[What to produce]: Copy each line below that has "only".

======== Data shown ========

use thiserror::Error;
use tracing::{info, warn};

use crate::{
    bank::{AuthError, Bank, CardNumber, in_memory_bank::BankRegistry},
    command::{Amount, CommandError, TransactionAction, TransactionCommand},
    directory::{AccountDirectory, AccountError, AccountEvent},
};

#[derive(Debug, Error, PartialEq, Eq)]
pub enum SessionError {
    #[error(transparent)]
    Auth(#[from] AuthError),
    #[error(transparent)]
    InvalidAmount(#[from] CommandError),
    #[error(transparent)]
    Account(#[from] AccountError),
    #[error("A card is already inserted, remove it first")]
    CardAlreadyInserted,
    #[error("A card must be inserted before entering the PIN")]
    CardRequired,
    #[error("PIN must be entered before accessing the accounts")]
    PinRequired,
    #[error("No account has been selected")]
    NoAccountSelected,
}

#[derive(Debug, Clone, Copy, PartialEq, Eq, PartialOrd, Ord)]
pub enum SessionStage {
    NoCard,
    CardInserted,
    Authenticated,
    AccountSelected,
}

#[derive(Debug, Default)]
enum SessionState<'b> {
    #[default]
    NoCard,
    CardInserted {
        card: CardNumber,
    },
    Authenticated {
        card: CardNumber,
        directory: &'b AccountDirectory,
    },
    AccountSelected {
        card: CardNumber,
        directory: &'b AccountDirectory,
        account: String,
    },
}

/// One ATM session: card, then PIN, then account, then transactions.
///
/// Every operation checks its own precondition against the current state;
/// callers cannot skip a step by calling out of order.
pub struct SessionController<'b, B: ?Sized = BankRegistry> {
    bank: &'b B,
    state: SessionState<'b>,
}

impl<'b, B> SessionController<'b, B>
where
    B: Bank + ?Sized,
{
    pub fn new(bank: &'b B) -> Self {
        Self {
            bank,
            state: SessionState::NoCard,
        }
    }

    pub fn bank(&self) -> &'b B {
        self.bank
    }

    pub fn stage(&self) -> SessionStage {
        match self.state {
            SessionState::NoCard => SessionStage::NoCard,
            SessionState::CardInserted { .. } => SessionStage::CardInserted,
            SessionState::Authenticated { .. } => SessionStage::Authenticated,
            SessionState::AccountSelected { .. } => SessionStage::AccountSelected,
        }
    }

    pub fn card_number(&self) -> Option<CardNumber> {
        match self.state {
            SessionState::NoCard => None,
            SessionState::CardInserted { card }
            | SessionState::Authenticated { card, .. }
            | SessionState::AccountSelected { card, .. } => Some(card),
        }
    }

    pub fn selected_account(&self) -> Option<&str> {
        match &self.state {
            SessionState::AccountSelected { account, .. } => Some(account.as_str()),
            _ => None,
        }
    }

    pub fn insert_card(&mut self, card: CardNumber) -> Result<(), SessionError> {
        if let Some(current) = self.card_number() {
            warn!(card, current, "card rejected, another card is inserted");
            return Err(SessionError::CardAlreadyInserted);
        }
        if !self.bank.card_exists(card) {
            warn!(card, "card rejected, unknown to the bank");
            return Err(AuthError::NoSuchCard(card).into());
        }
        self.state = SessionState::CardInserted { card };
        info!(card, "card inserted");
        Ok(())
    }

    /// Clears the whole session. Returns the ejected card, or `None` when no
    /// card was inserted.
    pub fn remove_card(&mut self) -> Option<CardNumber> {
        let card = self.card_number();
        self.state = SessionState::NoCard;
        if let Some(card) = card {
            info!(card, "card removed");
        }
        card
    }

    /// Checks `pin` against the inserted card. May be repeated after a
    /// successful check; the outcome always replaces the previous one, and
    /// any selected account is dropped.
    pub fn enter_pin(&mut self, pin: &str) -> Result<(), SessionError> {
        let Some(card) = self.card_number() else {
            warn!("PIN entered without a card");
            return Err(SessionError::CardRequired);
        };
        let bank = self.bank;
        match bank.check_pin(card, pin) {
            Ok(directory) => {
                self.state = SessionState::Authenticated { card, directory };
                info!(card, "PIN accepted");
                Ok(())
            }
            Err(err) => {
                self.state = SessionState::CardInserted { card };
                warn!(card, %err, "PIN rejected");
                Err(err.into())
            }
        }
    }

    /// Binds `account` for the following transactions. An unknown name
    /// leaves a previous selection in place.
    pub fn select_account(&mut self, account: &str) -> Result<(), SessionError> {
        let (card, directory) = match &self.state {
            SessionState::Authenticated { card, directory }
            | SessionState::AccountSelected {
                card, directory, ..
            } => (*card, *directory),
            SessionState::NoCard | SessionState::CardInserted { .. } => {
                warn!(account, "account selection before PIN");
                return Err(SessionError::PinRequired);
            }
        };
        let Some(balance) = directory.balance(account) else {
            warn!(card, account, "account does not exist");
            return Err(AccountError::NoSuchAccount(account.to_owned()).into());
        };
        self.state = SessionState::AccountSelected {
            card,
            directory,
            account: account.to_owned(),
        };
        info!(card, account, balance, "account selected");
        Ok(())
    }

    pub fn see_balance(&self) -> Result<Amount, SessionError> {
        let (_, directory, account) = self.selected()?;
        directory
            .balance(account)
            .ok_or_else(|| SessionError::from(AccountError::NoSuchAccount(account.to_owned())))
    }

    /// Returns the dispensed amount. On any error nothing is dispensed and
    /// the balance is unchanged.
    pub fn withdraw(&mut self, amount: Amount) -> Result<Amount, SessionError> {
        let evt = self.transact(TransactionAction::Withdraw, amount)?;
        Ok(evt.amount)
    }

    /// Returns the balance after the deposit.
    pub fn deposit(&mut self, amount: Amount) -> Result<Amount, SessionError> {
        let evt = self.transact(TransactionAction::Deposit, amount)?;
        Ok(evt.balance_after)
    }

    fn selected(&self) -> Result<(CardNumber, &'b AccountDirectory, &str), SessionError> {
        match &self.state {
            SessionState::AccountSelected {
                card,
                directory,
                account,
            } => Ok((*card, *directory, account.as_str())),
            _ => {
                warn!(stage = ?self.stage(), "no account selected");
                Err(SessionError::NoAccountSelected)
            }
        }
    }

    fn transact(
        &self,
        action: TransactionAction,
        amount: Amount,
    ) -> Result<AccountEvent, SessionError> {
        let (card, directory, account) = self.selected()?;
        let command = TransactionCommand::parse(action, amount).inspect_err(|err| {
            warn!(card, account, %err, "transaction rejected");
        })?;
        match directory.execute(account, command) {
            Ok(evt) => {
                info!(
                    card,
                    account,
                    amount = evt.amount,
                    balance = evt.balance_after,
                    kind = ?evt.kind,
                    "transaction committed"
                );
                Ok(evt)
            }
            Err(err) => {
                warn!(card, account, %err, "transaction rejected");
                Err(err.into())
            }
        }
    }
}
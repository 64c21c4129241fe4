use std::collections::HashMap;

use crate::directory::AccountDirectory;

use super::{AuthError, Bank, CardNumber};

/// Fixed set of cards held in memory. Cards cannot be added or removed after
/// construction, only their balances change.
#[derive(Debug, Default)]
pub struct BankRegistry {
    cards: HashMap<CardNumber, AccountDirectory>,
}

impl BankRegistry {
    pub fn new(cards: HashMap<CardNumber, AccountDirectory>) -> Self {
        Self { cards }
    }

    pub fn directory(&self, card: CardNumber) -> Option<&AccountDirectory> {
        self.cards.get(&card)
    }

    /// All cards ordered by card number.
    pub fn cards(&self) -> impl Iterator<Item = (CardNumber, &AccountDirectory)> {
        let mut cards: Vec<_> = self.cards.iter().map(|(card, dir)| (*card, dir)).collect();
        cards.sort_unstable_by_key(|(card, _)| *card);
        cards.into_iter()
    }

    pub fn len(&self) -> usize {
        self.cards.len()
    }

    pub fn is_empty(&self) -> bool {
        self.cards.is_empty()
    }
}

impl FromIterator<(CardNumber, AccountDirectory)> for BankRegistry {
    fn from_iter<T: IntoIterator<Item = (CardNumber, AccountDirectory)>>(iter: T) -> Self {
        Self::new(iter.into_iter().collect())
    }
}

impl Bank for BankRegistry {
    fn card_exists(&self, card: CardNumber) -> bool {
        self.cards.contains_key(&card)
    }

    fn check_pin(&self, card: CardNumber, pin: &str) -> Result<&AccountDirectory, AuthError> {
        let dir = self.cards.get(&card).ok_or(AuthError::NoSuchCard(card))?;
        if dir.pin_matches(pin) {
            Ok(dir)
        } else {
            Err(AuthError::WrongPin)
        }
    }
}

#[cfg(test)]
mod tests {
    use super::*;

    fn registry() -> BankRegistry {
        BankRegistry::from_iter([
            (
                123123123,
                AccountDirectory::new("1234", [("main", 2000), ("second", 150)]).unwrap(),
            ),
            (
                123456789,
                AccountDirectory::new("9999", [("main", 10000)]).unwrap(),
            ),
        ])
    }

    #[test]
    fn lookup_cards() {
        let bank = registry();
        assert_eq!(bank.len(), 2);
        assert!(bank.card_exists(123123123));
        assert!(bank.card_exists(123456789));
        assert!(!bank.card_exists(1));
        assert!(BankRegistry::default().is_empty());

        let cards: Vec<_> = bank.cards().map(|(card, _)| card).collect();
        assert_eq!(cards, vec![123123123, 123456789]);
    }

    #[test]
    fn check_pin() {
        let bank = registry();

        let dir = bank.check_pin(123123123, "1234").unwrap();
        assert_eq!(dir.balance("second"), Some(150));

        assert_eq!(
            bank.check_pin(123123123, "9999").unwrap_err(),
            AuthError::WrongPin
        );
        assert_eq!(
            bank.check_pin(42, "1234").unwrap_err(),
            AuthError::NoSuchCard(42)
        );
        assert_eq!(
            AuthError::NoSuchCard(42).to_string(),
            "Card 42 does not exist in bank database"
        );
    }

    #[test]
    fn returned_directory_is_the_stored_one() {
        let bank = registry();
        let dir = bank.check_pin(123456789, "9999").unwrap();
        dir.execute(
            "main",
            crate::command::TransactionCommand::withdraw(100).unwrap(),
        )
        .unwrap();
        assert_eq!(
            bank.directory(123456789).unwrap().balance("main"),
            Some(9900)
        );
    }
}
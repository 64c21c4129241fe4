use std::collections::{BTreeMap, btree_map::Entry};

use parking_lot::Mutex;
use thiserror::Error;

use crate::command::{Amount, TransactionAction, TransactionCommand};

#[derive(Debug, Clone, Copy, PartialEq, Eq)]
pub enum AccountEventKind {
    Deposited,
    Withdrawn,
}

#[derive(Debug, Clone, Copy, PartialEq, Eq)]
pub struct AccountEvent {
    pub amount: Amount,
    pub kind: AccountEventKind,
    pub balance_after: Amount,
}

#[derive(Debug, Error, PartialEq, Eq)]
pub enum AccountError {
    #[error("Account `{0}` does not exist")]
    NoSuchAccount(String),
    #[error("Insufficient funds: requested {requested}, available {available}")]
    InsufficientFunds { requested: Amount, available: Amount },
    #[error("Depositing {amount} would overflow balance {balance}")]
    BalanceOverflow { amount: Amount, balance: Amount },
}

#[derive(Debug, Error, PartialEq, Eq)]
pub enum DirectoryError {
    #[error("Account `{0}` is listed more than once")]
    DuplicateAccount(String),
    #[error("Account `{account}` cannot open with negative balance {balance}")]
    NegativeBalance { account: String, balance: Amount },
}

#[derive(Debug, Default)]
struct Account {
    balance: Amount,
}

impl Account {
    fn apply(&mut self, event: &AccountEvent) {
        match event.kind {
            AccountEventKind::Deposited => {
                self.balance += event.amount;
            }
            AccountEventKind::Withdrawn => {
                self.balance -= event.amount;
            }
        }
    }

    fn handle_transaction(&self, command: TransactionCommand) -> Result<AccountEvent, AccountError> {
        match command.action {
            TransactionAction::Deposit => {
                let balance_after = self.balance.checked_add(command.amount).ok_or(
                    AccountError::BalanceOverflow {
                        amount: command.amount,
                        balance: self.balance,
                    },
                )?;
                Ok(AccountEvent {
                    amount: command.amount,
                    kind: AccountEventKind::Deposited,
                    balance_after,
                })
            }
            TransactionAction::Withdraw => {
                if self.balance >= command.amount {
                    Ok(AccountEvent {
                        amount: command.amount,
                        kind: AccountEventKind::Withdrawn,
                        balance_after: self.balance - command.amount,
                    })
                } else {
                    Err(AccountError::InsufficientFunds {
                        requested: command.amount,
                        available: self.balance,
                    })
                }
            }
        }
    }
}

/// Named accounts reachable with one card, guarded by a single PIN.
///
/// Balances sit behind a lock so that a check-and-debit is atomic even when
/// several sessions hold the same directory.
#[derive(Debug)]
pub struct AccountDirectory {
    pin: String,
    accounts: Mutex<BTreeMap<String, Account>>,
}

impl AccountDirectory {
    pub fn new<I, S>(pin: impl Into<String>, accounts: I) -> Result<Self, DirectoryError>
    where
        I: IntoIterator<Item = (S, Amount)>,
        S: Into<String>,
    {
        let mut map = BTreeMap::new();
        for (name, balance) in accounts {
            let name = name.into();
            if balance < 0 {
                return Err(DirectoryError::NegativeBalance {
                    account: name,
                    balance,
                });
            }
            match map.entry(name) {
                Entry::Occupied(entry) => {
                    return Err(DirectoryError::DuplicateAccount(entry.key().clone()));
                }
                Entry::Vacant(entry) => {
                    entry.insert(Account { balance });
                }
            }
        }
        Ok(Self {
            pin: pin.into(),
            accounts: Mutex::new(map),
        })
    }

    pub fn pin_matches(&self, pin: &str) -> bool {
        self.pin == pin
    }

    pub fn contains(&self, account: &str) -> bool {
        self.accounts.lock().contains_key(account)
    }

    pub fn balance(&self, account: &str) -> Option<Amount> {
        self.accounts.lock().get(account).map(|acc| acc.balance)
    }

    /// Snapshot of every account and its balance, ordered by name.
    pub fn balances(&self) -> Vec<(String, Amount)> {
        self.accounts
            .lock()
            .iter()
            .map(|(name, acc)| (name.clone(), acc.balance))
            .collect()
    }

    /// Validates and commits a transaction while holding the lock, so a
    /// rejected command never touches the balance.
    pub fn execute(
        &self,
        account: &str,
        command: TransactionCommand,
    ) -> Result<AccountEvent, AccountError> {
        let mut accounts = self.accounts.lock();
        let acc = accounts
            .get_mut(account)
            .ok_or_else(|| AccountError::NoSuchAccount(account.to_owned()))?;
        let evt = acc.handle_transaction(command)?;
        acc.apply(&evt);
        Ok(evt)
    }
}
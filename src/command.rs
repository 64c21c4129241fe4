use serde::Deserialize;
use thiserror::Error;

/// Whole currency units. Signed so that a caller passing a negative amount
/// can be rejected explicitly instead of wrapping.
pub type Amount = i64;

#[derive(Debug, Clone, Copy, Deserialize, PartialEq, Eq)]
#[serde(rename_all = "lowercase")]
pub enum TransactionAction {
    Deposit,
    Withdraw,
}

#[derive(Debug, Clone, Copy, PartialEq, Eq)]
pub struct TransactionCommand {
    pub action: TransactionAction,
    pub amount: Amount,
}

#[derive(Debug, Error, PartialEq, Eq)]
pub enum CommandError {
    #[error("Amount must not be negative for {action:?}, got {amount}")]
    NegativeAmount {
        action: TransactionAction,
        amount: Amount,
    },
}

impl TransactionCommand {
    pub fn parse(action: TransactionAction, amount: Amount) -> Result<Self, CommandError> {
        if amount < 0 {
            return Err(CommandError::NegativeAmount { action, amount });
        }
        Ok(Self { action, amount })
    }

    pub fn withdraw(amount: Amount) -> Result<Self, CommandError> {
        Self::parse(TransactionAction::Withdraw, amount)
    }

    pub fn deposit(amount: Amount) -> Result<Self, CommandError> {
        Self::parse(TransactionAction::Deposit, amount)
    }
}
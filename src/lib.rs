/// Leaf storage for one card: named accounts, their balances and the PIN.
/// Balance changes go through validated commands that produce events.
pub mod directory;

/// Withdraw/deposit requests, validated before they reach a directory.
pub mod command;

/// Bank interface used by sessions, plus the in-memory card registry.
pub mod bank;

/// ATM session state machine: card, PIN, account, transactions.
pub mod session;

/// CSV loading and replay helpers for the binary. Lives in the library so the
/// integration tests can drive it too.
pub mod bin_utils;
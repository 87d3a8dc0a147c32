//! Line scanning and the incremental line buffer.
//!
//! `scan_line` is the shared terminator scanner behind every in-memory
//! `readline`. `LineBuffer` accumulates one logical line across reads of a
//! streaming bucket, tolerating CR, LF and CRLF endings and a CRLF split
//! across two arrivals.

use crate::bucket::{Bucket, NewlineFound, NewlineSet, ReadStatus};
use crate::error::BucketError;

/// Limit on the length of a status or header line.
pub const LINE_LIMIT: usize = 8000;

/// Scan `visible` for the earliest acceptable terminator.
///
/// Returns how many bytes belong to the line (terminator included) and
/// which terminator was found. Unacceptable terminator kinds are scanned
/// through. When the data ends exactly on a CR and CRLF is acceptable,
/// the CR is consumed and [`NewlineFound::CrlfSplit`] is reported so the
/// caller can resolve the pair on the next read.
pub fn scan_line(visible: &[u8], acceptable: NewlineSet) -> (usize, NewlineFound) {
    let mut i = 0;
    while i < visible.len() {
        match visible[i] {
            b'\n' if acceptable.contains(NewlineSet::LF) => {
                return (i + 1, NewlineFound::Lf);
            }
            b'\r' => {
                if acceptable.contains(NewlineSet::CRLF) {
                    if i + 1 == visible.len() {
                        return (i + 1, NewlineFound::CrlfSplit);
                    }
                    if visible[i + 1] == b'\n' {
                        return (i + 2, NewlineFound::Crlf);
                    }
                }
                if acceptable.contains(NewlineSet::CR) {
                    return (i + 1, NewlineFound::Cr);
                }
            }
            _ => {}
        }
        i += 1;
    }
    (visible.len(), NewlineFound::None)
}

/// State of a [`LineBuffer`].
#[derive(Debug, Clone, Copy, PartialEq, Eq)]
pub enum LineState {
    /// Nothing accumulated.
    Empty,
    /// A prefix of a line is buffered; no terminator yet.
    Partial,
    /// One complete logical line is buffered, terminator stripped.
    Ready,
    /// The terminating CR was consumed; the paired LF (if any) must be
    /// resolved on the next read.
    CrlfSplit,
}

/// Accumulates one logical line at a time from a streaming bucket.
pub struct LineBuffer {
    state: LineState,
    buf: Vec<u8>,
}

impl LineBuffer {
    pub fn new() -> Self {
        LineBuffer {
            state: LineState::Empty,
            buf: Vec::new(),
        }
    }

    pub fn state(&self) -> LineState {
        self.state
    }

    /// True when a complete line is available via [`line`](Self::line).
    pub fn is_ready(&self) -> bool {
        self.state == LineState::Ready
    }

    /// The buffered line content, without its terminator. Meaningful in
    /// state `Ready`; a prefix otherwise.
    pub fn line(&self) -> &[u8] {
        &self.buf
    }

    /// Drive the buffer toward one complete line.
    ///
    /// A previously `Ready` line is assumed used and the buffer resets.
    /// Returns the stream's status; the line is complete exactly when
    /// [`is_ready`](Self::is_ready) afterwards. A stream that reports
    /// `Eof` while the buffer waits on a split CRLF completes the line as
    /// CR-terminated, since the LF can never arrive.
    pub fn fetch(
        &mut self,
        stream: &mut dyn Bucket,
        acceptable: NewlineSet,
    ) -> Result<ReadStatus, BucketError> {
        if self.state == LineState::Ready {
            self.state = LineState::Empty;
            self.buf.clear();
        }

        loop {
            if self.state == LineState::CrlfSplit {
                let consume_lf = {
                    let (data, status) = stream.peek()?;
                    if data.is_empty() {
                        if status != ReadStatus::Eof {
                            return Ok(ReadStatus::Again);
                        }
                        // Lone CR at stream end: the CR terminated the line.
                        None
                    } else {
                        Some(data[0] == b'\n')
                    }
                };
                if consume_lf == Some(true) {
                    let _ = stream.read(1)?;
                }
                // Any other first byte belongs to the next reader.
                self.state = LineState::Ready;
                return Ok(ReadStatus::Ok);
            }

            let (data, found, status) = stream.readline(acceptable)?;
            let keep = match found {
                NewlineFound::None => data.len(),
                NewlineFound::Crlf => data.len() - 2,
                _ => data.len() - 1,
            };
            if self.buf.len() + keep > LINE_LIMIT {
                return Err(BucketError::LineTooLong);
            }
            self.buf.extend_from_slice(&data[..keep]);

            self.state = match found {
                NewlineFound::None => LineState::Partial,
                NewlineFound::CrlfSplit => LineState::CrlfSplit,
                _ => LineState::Ready,
            };

            if self.state == LineState::CrlfSplit && status == ReadStatus::Eof {
                self.state = LineState::Ready;
            }
            if status != ReadStatus::Ok || self.state == LineState::Ready {
                return Ok(status);
            }
            // Stream said "read again" and the line is incomplete: loop.
        }
    }
}

impl Default for LineBuffer {
    fn default() -> Self {
        LineBuffer::new()
    }
}

#[cfg(test)]
mod tests {
    use super::*;
    use crate::simple::SimpleBucket;

    #[test]
    fn scan_crlf() {
        let (n, found) = scan_line(b"line1\r\nline2", NewlineSet::CRLF);
        assert_eq!(n, 7);
        assert_eq!(found, NewlineFound::Crlf);
    }

    #[test]
    fn scan_unacceptable_kinds_are_skipped() {
        // CRLF-only scan runs through a bare LF.
        let (n, found) = scan_line(b"line1\nline2", NewlineSet::CRLF);
        assert_eq!(n, 11);
        assert_eq!(found, NewlineFound::None);

        // LF-only scan runs through the CR and stops on the LF.
        let (n, found) = scan_line(b"line1\r\n", NewlineSet::LF);
        assert_eq!(n, 7);
        assert_eq!(found, NewlineFound::Lf);

        // CR-only scan stops on the CR of a CRLF.
        let (n, found) = scan_line(b"line1\r\n", NewlineSet::CR);
        assert_eq!(n, 6);
        assert_eq!(found, NewlineFound::Cr);
    }

    #[test]
    fn scan_split_crlf_at_end() {
        let (n, found) = scan_line(b"line1\r", NewlineSet::CRLF);
        assert_eq!(n, 6);
        assert_eq!(found, NewlineFound::CrlfSplit);

        // CR mid-buffer followed by a non-LF byte is not a CRLF.
        let (n, found) = scan_line(b"a\rb", NewlineSet::CRLF);
        assert_eq!(n, 3);
        assert_eq!(found, NewlineFound::None);
    }

    #[test]
    fn fetch_accumulates_one_line() {
        let mut bkt = SimpleBucket::from_static(b"alpha\r\nbeta\r\n");
        let mut lines = LineBuffer::new();

        let status = lines.fetch(&mut bkt, NewlineSet::ANY).unwrap();
        assert_eq!(status, ReadStatus::Ok);
        assert!(lines.is_ready());
        assert_eq!(lines.line(), b"alpha");

        lines.fetch(&mut bkt, NewlineSet::ANY).unwrap();
        assert!(lines.is_ready());
        assert_eq!(lines.line(), b"beta");
    }

    #[test]
    fn fetch_resolves_lone_cr_at_eof() {
        let mut bkt = SimpleBucket::from_static(b"alpha\r");
        let mut lines = LineBuffer::new();

        lines.fetch(&mut bkt, NewlineSet::ANY).unwrap();
        assert!(lines.is_ready());
        assert_eq!(lines.line(), b"alpha");
    }

    #[test]
    fn fetch_rejects_oversized_line() {
        let big = vec![b'x'; LINE_LIMIT + 1];
        let mut bkt = SimpleBucket::own(big);
        let mut lines = LineBuffer::new();
        assert_eq!(
            lines.fetch(&mut bkt, NewlineSet::ANY).unwrap_err(),
            BucketError::LineTooLong
        );
    }
}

========

[Response area]:
/// construction, only their balances change.
        // CRLF-only scan runs through a bare LF.
        // LF-only scan runs through the CR and stops on the LF.
        // CR-only scan stops on the CR of a CRLF.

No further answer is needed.